I had good luck getting discontinued IC chips for a Marshall on E bay. All these electronic distributors in North America were selling subed parts and the shipping would have been the same price as the original discontinued parts I got from Hong Kong. Had them in my hand in week.


----------



## Stonehead (Nov 12, 2013)

You could give these guys a shot. They've sourced some hard to get components for me in the past.

http://www.be-electronics.com


----------



## jb welder (Sep 14, 2010)

This is not an IC, just a ferrite bead, so no need to get the exact original part, just the right value. Pretty generic, like capacitors or resistors, no need to match up the original brand.



deadear said:


> All these electronic distributors in North America were selling subed parts and the shipping would have been the same price as the original discontinued parts I got from Hong Kong.
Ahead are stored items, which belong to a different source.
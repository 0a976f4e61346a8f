//! # courier-settings
//!
//! Configuration for the Courier relay.
//!
//! Loading order (later wins):
//! 1. Compiled [`RelaySettings::default()`]
//! 2. Optional JSON settings file, deep-merged over the defaults
//! 3. `COURIER_*` environment variables
//!
//! CLI flags are applied on top by the binary.

#![deny(unsafe_code)]

pub mod duration;
pub mod errors;
pub mod loader;
pub mod types;

pub use duration::parse_duration;
pub use errors::{Result, SettingsError};
pub use loader::{load_settings, load_settings_from_path};
pub use types::{
    CacheSettings, DeliveryMode, DeliverySettings, GateMode, GateSettings, LoggingSettings,
    RelaySettings, ServerSettings, TransportSettings,
};
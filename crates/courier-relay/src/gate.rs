//! Serialization gate.
//!
//! In [`GateMode::Global`] one process-wide permit is taken around registry
//! mutation, publish fan-out and every transport write, so at most one of
//! those runs at a time. In [`GateMode::Scoped`] entering the gate is free:
//! the registry lock and each connection's sink lock provide the exclusion
//! instead.

use std::sync::Arc;

use courier_settings::GateMode;
use tokio::sync::{Mutex, OwnedMutexGuard};

/// Process-wide gate. Clones share the same permit.
#[derive(Clone, Debug)]
pub struct Gate {
    mode: GateMode,
    permit: Arc<Mutex<()>>,
}

/// Proof of having entered the gate. Leaving is dropping it.
#[derive(Debug)]
#[must_use = "the gate is left as soon as the pass is dropped"]
pub struct GatePass {
    _guard: Option<OwnedMutexGuard<()>>,
}

impl Gate {
    /// Create a gate in the given mode.
    pub fn new(mode: GateMode) -> Self {
        Self {
            mode,
            permit: Arc::new(Mutex::new(())),
        }
    }

    /// Gate mode.
    pub fn mode(&self) -> GateMode {
        self.mode
    }

    /// Enter the gate. Waits without a timeout in global mode.
    pub async fn enter(&self) -> GatePass {
        let guard = match self.mode {
            GateMode::Global => Some(Arc::clone(&self.permit).lock_owned().await),
            GateMode::Scoped => None,
        };
        GatePass { _guard: guard }
    }
}

impl Default for Gate {
    fn default() -> Self {
        Self::new(GateMode::default())
    }
}
//! Route handlers.

use std::collections::BTreeMap;
use std::net::SocketAddr;
use std::sync::Arc;

use axum::body::Body;
use axum::extract::ws::WebSocketUpgrade;
use axum::extract::{ConnectInfo, State};
use axum::http::{HeaderMap, Uri};
use axum::response::{IntoResponse, Response};
use courier_relay::{Payload, PublishOutcome};
use serde::Serialize;
use tracing::{debug, error, info, instrument};

use crate::health::health_check;
use crate::response;
use crate::server::AppState;
use crate::ws;

/// Header carrying the recipient identity on publish.
pub const TOKEN_HEADER: &str = "Token";

/// `data` of `/v1/stats`.
#[derive(Debug, Serialize)]
pub struct ServiceStats {
    /// Identities with at least one active session.
    pub subscribers_count: usize,
}

/// `data` of `/v1/stats/sessions`.
#[derive(Debug, Serialize)]
pub struct ActiveSessions {
    /// Active session count per identity.
    pub subscribers_sessions: BTreeMap<String, usize>,
}

/// `GET /v1/subscribe`.
pub async fn subscribe(
    ws: WebSocketUpgrade,
    State(state): State<AppState>,
    ConnectInfo(peer): ConnectInfo<SocketAddr>,
) -> Response {
    debug!(%peer, "handling new subscription request");
    ws.read_buffer_size(state.config.read_buffer_size)
        .write_buffer_size(state.config.write_buffer_size)
        .on_failed_upgrade(move |error| {
            error!(%peer, %error, "websocket upgrade failed");
        })
        .on_upgrade(move |socket| async move {
            let (sink, stream) = ws::split(socket);
            let handle = state.hub.upgrade(sink, stream, peer.to_string());
            handle.join().await;
            info!(%peer, "websocket connection closed");
        })
}

/// `PUT /v1/publish`.
#[instrument(skip_all, fields(identity))]
pub async fn publish(State(state): State<AppState>, headers: HeaderMap, body: Body) -> Response {
    let identity = headers
        .get(TOKEN_HEADER)
        .and_then(|v| v.to_str().ok())
        .unwrap_or_default()
        .trim()
        .to_string();
    let _ = tracing::Span::current().record("identity", identity.as_str());

    let payload = match read_payload(body, state.config.max_body_size).await {
        Ok(payload) => payload,
        Err(resp) => return resp,
    };

    match state.hub.publish(&identity, Arc::clone(&payload)).await {
        PublishOutcome::Delivered { .. } => response::ok("message published", &*payload),
        PublishOutcome::Cached { .. } => {
            response::not_found(format!("recipient {identity} not found"), &*payload)
        }
    }
}

/// `POST /v1/broadcast`.
pub async fn broadcast(State(state): State<AppState>, body: Body) -> Response {
    let payload = match read_payload(body, state.config.max_body_size).await {
        Ok(payload) => payload,
        Err(resp) => return resp,
    };
    let recipients = state.hub.broadcast_all(Arc::clone(&payload)).await;
    response::ok(format!("message sent to {recipients} recipients"), &*payload)
}

/// `GET /v1/stats`.
pub async fn stats(State(state): State<AppState>, uri: Uri) -> Response {
    let stats = ServiceStats {
        subscribers_count: state.hub.subscriber_count(),
    };
    response::ok(uri.to_string(), stats)
}

/// `GET /v1/stats/sessions`.
pub async fn stats_sessions(State(state): State<AppState>, uri: Uri) -> Response {
    let sessions = ActiveSessions {
        subscribers_sessions: state.hub.active_session_counts(),
    };
    response::ok(uri.to_string(), sessions)
}

/// `GET /v1/health`.
pub async fn health(State(state): State<AppState>, uri: Uri) -> Response {
    axum::Json(health_check(
        uri.to_string(),
        state.start_time,
        state.hub.open_connections(),
        state.hub.subscriber_count(),
    ))
    .into_response()
}

/// `GET /metrics`.
pub async fn metrics(State(state): State<AppState>) -> String {
    state
        .metrics
        .as_ref()
        .map(crate::metrics::render)
        .unwrap_or_default()
}

/// Read the whole body, failing once it exceeds `limit` bytes.
async fn read_payload(body: Body, limit: usize) -> Result<Payload, Response> {
    match axum::body::to_bytes(body, limit).await {
        Ok(bytes) => Ok(Payload::from(String::from_utf8_lossy(&bytes).as_ref())),
        Err(error) => {
            error!(%error, "could not read request body");
            Err(response::internal_error(error.to_string()))
        }
    }
}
Be extremely cautious buying new "obsolete" components from China, the counterfeit industry for obsolete semi-conductors is huge! Why would all these stockpiles of new obsolete parts be showing up in China? Parts that were for products that were never built or assembled in China. They are often similar parts re-labelled as obsolete parts, but often of inferior quality or just plain fake. Like fake power transistors that blow up when turned on.


----------



## deadear (Nov 24, 2011)

good point jb. But I will support other economy's like 99% of the people in this country.


----------



## beta_raybill (10 mo ago)

Hey man! Years later, I have the same problem. The L1 and C29 components broke because of the USB B (J1). Do you know which components are those? Or have any schematic of the UX2?


----------